Supplied data section start
//! # Relay Realtime Client
//!
//! Client-side connection and matchmaking engine for a multiplayer relay
//! service.
//!
//! A client hops between three server roles: the directory server hands out
//! regions and a matchmaker address, the matchmaker finds or creates a room,
//! and the relay server hosts it. [`RealtimeClient`] is the state machine
//! driving those hops; [`AsyncClient`] wraps every call in an awaitable
//! operation.
//!
//! ## Features
//!
//! - **Peer-agnostic**: implement the [`Peer`] trait for any wire codec
//! - **Region selection**: concurrent pinging with stickiness to a cached best region
//! - **Intent replay**: room entry found on the matchmaker is replayed on the relay
//! - **Awaitable operations**: exactly-once settlement with deadline and cancellation
//! - **Workflows**: [`workflow::connect_to_room`] and [`workflow::reconnect_to_room`]
//!
//! ## Quick Start
//!
//! ```ignore
//! use relay_realtime_client::{AppSettings, AsyncClient, RealtimeClient};
//! use relay_realtime_client::intent::EnterRoomArgs;
//!
//! # async fn run(peer: impl relay_realtime_client::Peer) -> relay_realtime_client::Result<()> {
//! let client = AsyncClient::new(RealtimeClient::new(peer));
//! client.connect_using_settings_async(AppSettings::new("my-app-id")).await?;
//! client
//!     .join_or_create_room_async(EnterRoomArgs::new().with_room_name("lobby-1"), true)
//!     .await?;
//! # Ok(())
//! # }
//! ```

pub mod bridge;
pub mod callbacks;
pub mod client;
pub mod error;
pub mod error_codes;
pub mod event;
pub mod heartbeat;
pub mod intent;
mod matchmaking;
pub mod pingers;
pub mod protocol;
pub mod region;
pub mod room;
pub mod settings;
pub mod state;
pub mod transport;
pub mod workflow;

// Re-export primary types for ergonomic imports.
pub use bridge::{AsyncClient, PendingOperation};
pub use callbacks::{ListenerId, Subscriber};
pub use client::RealtimeClient;
pub use error::{RealtimeError, Result};
pub use error_codes::{DisconnectCause, ErrorCode, OK};
pub use event::{ClientEvent, EventCategory};
pub use heartbeat::KeepAlive;
pub use protocol::PeerMessage;
pub use region::{Pinger, Region};
pub use settings::{AppSettings, AsyncConfig, AuthMode, AuthValues, ConnectionProtocol};
pub use state::{ClientState, ServerRole};
pub use transport::Peer;
pub use workflow::{MatchmakingArguments, ReconnectInformation};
Supplied data section end
Reproduce, word for word and in full, only the lines above that start at the line with "pub use protocol::PeerMessage;" and run through the line with "pub use transport::Peer;", both ends included.

- [Answer to this exercise]:
pub use protocol::PeerMessage;
pub use region::{Pinger, Region};
pub use settings::{AppSettings, AsyncConfig, AuthMode, AuthValues, ConnectionProtocol};
pub use state::{ClientState, ServerRole};
pub use transport::Peer;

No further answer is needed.